#### Your goal
Copy out each line of the data below in which the string "store" appears.

#### Material supplied
-- -- --

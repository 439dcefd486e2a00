//! # TeamGate API Server
//!
//! Role-based access control for admins, managers and employees organized
//! in teams, served over HTTP/JSON.
//!
//! ## Usage
//!
//! ```bash
//! DATABASE_URL=postgresql://localhost/teamgate \
//! JWT_SECRET=$(openssl rand -hex 32) \
//! cargo run -p teamgate-api
//! ```

use std::sync::Arc;
use teamgate_api::{
    app::{build_router, AppState},
    config::Config,
};
use teamgate_shared::{
    auth::password::Argon2Hasher,
    db::{
        migrations::run_migrations,
        pool::{close_pool, create_pool, DatabaseConfig},
    },
    store::PgIdentityStore,
};
use tracing_subscriber::{layer::SubscriberExt, util::SubscriberInitExt};

#[tokio::main]
async fn main() -> anyhow::Result<()> {
    // Initialize tracing
    tracing_subscriber::registry()
        .with(
            tracing_subscriber::EnvFilter::try_from_default_env()
                .unwrap_or_else(|_| "teamgate_api=debug,tower_http=debug".into()),
        )
        .with(tracing_subscriber::fmt::layer())
        .init();

    tracing::info!(
        "TeamGate API Server v{} starting...",
        env!("CARGO_PKG_VERSION")
    );

    let config = Config::from_env()?;

    let pool = create_pool(DatabaseConfig::new(
        config.database.url.clone(),
        config.database.max_connections,
    ))
    .await?;

    run_migrations(&pool).await?;
    tracing::info!("Database migrations applied");

    let bind_address = config.bind_address();
    let store = Arc::new(PgIdentityStore::new(pool.clone()));
    let hasher = Arc::new(Argon2Hasher::new()?);
    let state = AppState::new(config, store, hasher)?;
    let app = build_router(state);

    let listener = tokio::net::TcpListener::bind(&bind_address).await?;
    tracing::info!("Server listening on http://{}", bind_address);

    axum::serve(listener, app)
        .with_graceful_shutdown(shutdown_signal())
        .await?;

    tracing::info!("Shutdown signal received, closing database pool...");
    close_pool(pool).await;

    Ok(())
}

async fn shutdown_signal() {
    if let Err(e) = tokio::signal::ctrl_c().await {
        tracing::error!(error = %e, "Failed to listen for shutdown signal");
    }
}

-- -- --

#### Exercise output
    store::PgIdentityStore,
    let store = Arc::new(PgIdentityStore::new(pool.clone()));
    let state = AppState::new(config, store, hasher)?;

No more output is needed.